The Arab-Israeli Wars offers a workmanlike narrative of the period from 1948 through 1982, including a hastily written chapter on the recent war in Lebanon. Herzog introduces each war with a brief prologue, no more than a half-dozen pages long, and then plunges immediately into a detailed but clearly written operational account of the major campaigns and battles. His book is amply supplied with maps, and provides enough of the political background of each war to make the history understandable. Herzog describes the strategic geography of the region clearly, and identifies the major personalities on either side.
Why, then, is this such an unsatisfying book? For one thing, although this is a handy summary, Herzog’s account provides no new information. Nor does it offer new insight into a remarkable thirty-five-year era of political and military history. Herzog’s emphasis on the fighting means that he gives little space to all the transformations of society, politics, and institutions—in both Israel and the Arab world—that occurred in the periods in between the episodes of fighting. This inevitably deprives his work of some value, for it is impossible fully to understand war except in the largest context. Thus, Herzog’s book lacks the depth of the now unfortunately outdated work of Nadav Safran, From War to War.
Yet even as a purely military history Herzog’s book falls below the standards we should hold him to.

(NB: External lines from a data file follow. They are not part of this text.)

//! Configuration types and CLI options.
//!
//! This module defines enums and structs used for command-line argument parsing
//! and configuration.

use std::path::PathBuf;

use chrono::NaiveDate;
use clap::{Parser, Subcommand, ValueEnum};

use crate::config::constants::{
    DB_PATH, DEFAULT_BASE_URL, DEFAULT_BOOTSTRAP_DATE, DEFAULT_LIST_LIMIT, DEFAULT_LOTTERY_NAME,
    DEFAULT_PAGE_SIZE, DEFAULT_TIMEOUT_SECS, DEFAULT_USER_AGENT, DEFAULT_WATCH_INTERVAL,
};

/// Logging level for the application.
///
/// Controls the verbosity of log output, from most restrictive (Error) to most
/// verbose (Trace).
#[derive(Clone, Debug, ValueEnum)]
pub enum LogLevel {
    /// Only error messages
    Error,
    /// Error and warning messages
    Warn,
    /// Error, warning, and informational messages
    Info,
    /// All messages except trace
    Debug,
    /// All messages including trace
    Trace,
}

impl From<LogLevel> for log::LevelFilter {
    fn from(l: LogLevel) -> Self {
        match l {
            LogLevel::Error => log::LevelFilter::Error,
            LogLevel::Warn => log::LevelFilter::Warn,
            LogLevel::Info => log::LevelFilter::Info,
            LogLevel::Debug => log::LevelFilter::Debug,
            LogLevel::Trace => log::LevelFilter::Trace,
        }
    }
}

/// Log output format.
///
/// - `Plain`: Human-readable format with colors (default)
/// - `Json`: Structured JSON format for machine parsing
#[derive(Clone, Debug, ValueEnum)]
pub enum LogFormat {
    /// Human-readable format with colors (default)
    Plain,
    /// Structured JSON format for machine parsing
    Json,
}

/// Library configuration (no CLI dependencies).
///
/// This is the core configuration struct used by the library. It can be
/// constructed programmatically without going through the command line.
///
/// # Examples
///
/// ```no_run
/// use lottery_sync::Config;
/// use std::path::PathBuf;
///
/// let config = Config {
///     db_path: PathBuf::from("./draws.db"),
///     page_size: 100,
///     ..Default::default()
/// };
/// ```
#[derive(Debug, Clone)]
pub struct Config {
    /// Log level
    pub log_level: LogLevel,

    /// Log format
    pub log_format: LogFormat,

    /// Database path (SQLite file)
    pub db_path: PathBuf,

    /// Base URL of the draw-notice data source
    pub base_url: String,

    /// Lottery identifier sent as the `name` query parameter
    pub lottery: String,

    /// Notices requested per page
    pub page_size: u32,

    /// Per-request timeout in seconds
    pub timeout_seconds: u64,

    /// HTTP User-Agent header value
    pub user_agent: String,

    /// First date to fetch when the store holds no draws yet
    pub bootstrap_date: NaiveDate,
}

impl Default for Config {
    fn default() -> Self {
        Self {
            log_level: LogLevel::Info,
            log_format: LogFormat::Plain,
            db_path: PathBuf::from(DB_PATH),
            base_url: DEFAULT_BASE_URL.to_string(),
            lottery: DEFAULT_LOTTERY_NAME.to_string(),
            page_size: DEFAULT_PAGE_SIZE,
            timeout_seconds: DEFAULT_TIMEOUT_SECS,
            user_agent: DEFAULT_USER_AGENT.to_string(),
            bootstrap_date: default_bootstrap_date(),
        }
    }
}

fn default_bootstrap_date() -> NaiveDate {
    DEFAULT_BOOTSTRAP_DATE
        .parse()
        .unwrap_or(NaiveDate::MIN)
}

/// Command-line options.
///
/// Global options can be given before or after the subcommand and each one
/// can also be supplied through the environment (or a `.env` file).
///
/// # Examples
///
/// ```bash
/// # Create the schema, then catch up from the latest stored draw
/// lottery_sync init
/// lottery_sync sync
///
/// # Re-sync two years of history into a custom database
/// lottery_sync --db-path ./draws.db backfill --from-year 2023 --to-year 2024
///
/// # Keep syncing every hour
/// lottery_sync watch --interval-secs 3600
/// ```
#[derive(Debug, Parser)]
#[command(
    name = "lottery_sync",
    about = "Syncs double-color-ball draw results into a SQLite database and reports on them."
)]
pub struct Cli {
    /// Log level: error|warn|info|debug|trace
    #[arg(long, value_enum, default_value_t = LogLevel::Info, env = "LOTTERY_LOG_LEVEL", global = true)]
    pub log_level: LogLevel,

    /// Log format: plain|json
    #[arg(long, value_enum, default_value_t = LogFormat::Plain, env = "LOTTERY_LOG_FORMAT", global = true)]
    pub log_format: LogFormat,

    /// Database path (SQLite file)
    #[arg(long, default_value = DB_PATH, env = "LOTTERY_DB_PATH", global = true)]
    pub db_path: PathBuf,

    /// Base URL of the draw-notice data source
    #[arg(long, default_value = DEFAULT_BASE_URL, env = "LOTTERY_BASE_URL", global = true)]
    pub base_url: String,

    /// Lottery identifier sent to the data source
    #[arg(long, default_value = DEFAULT_LOTTERY_NAME, env = "LOTTERY_NAME", global = true)]
    pub lottery: String,

    /// Notices requested per page
    #[arg(long, default_value_t = DEFAULT_PAGE_SIZE, env = "LOTTERY_PAGE_SIZE", global = true)]
    pub page_size: u32,

    /// Per-request timeout in seconds
    #[arg(long, default_value_t = DEFAULT_TIMEOUT_SECS, env = "LOTTERY_TIMEOUT_SECONDS", global = true)]
    pub timeout_seconds: u64,

    /// HTTP User-Agent header value
    #[arg(long, default_value = DEFAULT_USER_AGENT, env = "LOTTERY_USER_AGENT", global = true)]
    pub user_agent: String,

    /// First date (YYYY-MM-DD) fetched when the database holds no draws yet
    #[arg(long, default_value = DEFAULT_BOOTSTRAP_DATE, env = "LOTTERY_BOOTSTRAP_DATE", global = true)]
    pub bootstrap_date: NaiveDate,

    /// Subcommand to run
    #[command(subcommand)]
    pub command: Command,
}

/// Subcommands.
#[derive(Debug, Clone, Subcommand)]
pub enum Command {
    /// Create the draw table and indexes (safe to repeat)
    Init,

    /// Fetch draws newer than the latest stored one and upsert them
    Sync,

    /// Run `sync` periodically until interrupted
    Watch {
        /// Seconds between syncs
        #[arg(long, default_value_t = DEFAULT_WATCH_INTERVAL.as_secs())]
        interval_secs: u64,
    },

    /// Re-fetch whole years and upsert them
    Backfill {
        /// First year to fetch
        #[arg(long)]
        from_year: i32,
        /// Last year to fetch (defaults to the current year)
        #[arg(long)]
        to_year: Option<i32>,
    },

    /// Fetch whole years and write them to `<year>.json` files
    FetchJson {
        /// First year to fetch
        #[arg(long)]
        from_year: i32,
        /// Last year to fetch (defaults to the current year)
        #[arg(long)]
        to_year: Option<i32>,
        /// Directory the JSON files are written to
        #[arg(long, default_value = ".")]
        out_dir: PathBuf,
    },

    /// Upsert draws from JSON files written by `fetch-json`
    Import {
        /// JSON files to import
        #[arg(required = true)]
        files: Vec<PathBuf>,
    },

    /// Show the most recent draw
    Latest,

    /// List draws, most recent first
    List {
        /// Number of draws to show
        #[arg(long, default_value_t = DEFAULT_LIST_LIMIT)]
        limit: usize,
    },

    /// List the draws of one year
    Year {
        /// Year, e.g. 2025
        year: i32,
    },

    /// Show one draw by its issue code
    Code {
        /// Issue code, e.g. 2025110
        code: String,
    },

    /// Show aggregate counts
    Stats,

    /// Show recent sync runs
    History {
        /// Number of runs to show
        #[arg(long, default_value_t = 10)]
        limit: usize,
    },
}

impl From<&Cli> for Config {
    fn from(cli: &Cli) -> Self {
        Self {
            log_level: cli.log_level.clone(),
            log_format: cli.log_format.clone(),
            db_path: cli.db_path.clone(),
            base_url: cli.base_url.clone(),
            lottery: cli.lottery.clone(),
            page_size: cli.page_size,
            timeout_seconds: cli.timeout_seconds,
            user_agent: cli.user_agent.clone(),
            bootstrap_date: cli.bootstrap_date,
        }
    }
}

For instance, few of the many maps are anything more than crude, two-dimensional abstractions of the battlefield, and none approaches the sophistication and topographical detail of the average U.S. Geological Survey map, much less those in the U.S. Army’s Official History of World War II. This may seem to be a petty point, but in my judgment it reflects the suppressed—perhaps unconscious—disdain of the average military writer for the lay audience. Another example is the six batches of photographs included in the book, most of them of famous politicians or generals or equally well-known “human-interest” scenes. Pictures of the kind that might make the tactical descriptions more intelligible (as, again, can be found in the U.S. Army Official Histories) are completely lacking. The failing here is not, I hasten to add, Herzog’s alone, but rather a fault of the genre.

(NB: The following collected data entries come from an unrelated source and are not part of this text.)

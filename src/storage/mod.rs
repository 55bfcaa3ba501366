//! Database operations.
//!
//! SQLite storage for normalized draws and the sync run ledger.

pub mod migrations;
pub mod pool;
pub mod queries;
pub mod runs;
pub mod upsert;

#[cfg(test)]
pub(crate) mod test_helpers;

// Re-export commonly used items
pub use migrations::{create_table, run_migrations};
pub use pool::init_db_pool_with_path;
pub use queries::{
    count_draws, get_statistics, query_all, query_by_code, query_by_year, query_latest,
    DrawStatistics, YearCount,
};
pub use runs::{
    finish_sync_run, insert_sync_run, query_sync_history, SyncRunFinish, SyncRunStart,
    SyncRunSummary,
};
pub use upsert::{upsert_draws, UpsertOutcome};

Herzog could have made this military history more interesting by pursuing any number of lines of inquiry. Rather than invoking the ghost of the English writer B.H. Liddell Hart to applaud the genius of the Israeli army, he might have told us whether the Israelis learned their style of war from Liddell Hart, from the Germans, or on their own. He might have discussed the evolution of the Israeli army—today’s citizen army is very different from the citizen army of 1948—and compared the new professional Israeli officer corps with its predecessors.

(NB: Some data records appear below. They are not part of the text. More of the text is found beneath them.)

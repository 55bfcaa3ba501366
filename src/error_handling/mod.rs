//! Error handling and sync statistics.
//!
//! This module provides:
//! - Error type definitions for each layer
//! - Skip reasons for notices that are fetched but not stored
//! - Thread-safe skip counters

mod stats;
mod types;

// Re-export public API
pub use stats::SyncStats;
pub use types::{DatabaseError, FetchError, InitializationError, NormalizeError, SkipReason};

Herzog might also have looked more closely into the astonishing development of Arab forces, particularly those of Egypt and Syria. If the British had faced 9,000 Syrian rather than Argentine troops on East Falkland Island last summer, a very different outcome might have occurred there, a Gallipoli in the South Atlantic rather than the swift and relatively cheap triumph they had. Indeed, the transformation of the primitive, poorly officered, inadequately equipped and trained levies of Syria and Egypt into effective (if still inferior) military forces has been an impressive achievement that has still not been adequately explained. The history of the Egyptian army from 1967 to 1973 suggests that Soviet aid and advice alone do not account for this development. Neither is the answer to be found in some change in the nature of the societies opposing Israel. Many Israelis and Americans assumed in the aftermath of 1967 that an army is merely a reflection of the society from which it emerges, and that the Arabs were therefore doomed to perpetual military inferiority. The Israeli high command fell prey to this belief, and the Israel Defense Forces paid the penalty in the October 1973 war.
Israel’s struggle with the Arab world is an appropriate subject for an epic history. While it would be unreasonable to expect anyone to match the achievements of such master participant/historians as Polybius or Thucydides, one hoped for better from Chaim Herzog than what he has given us in this book.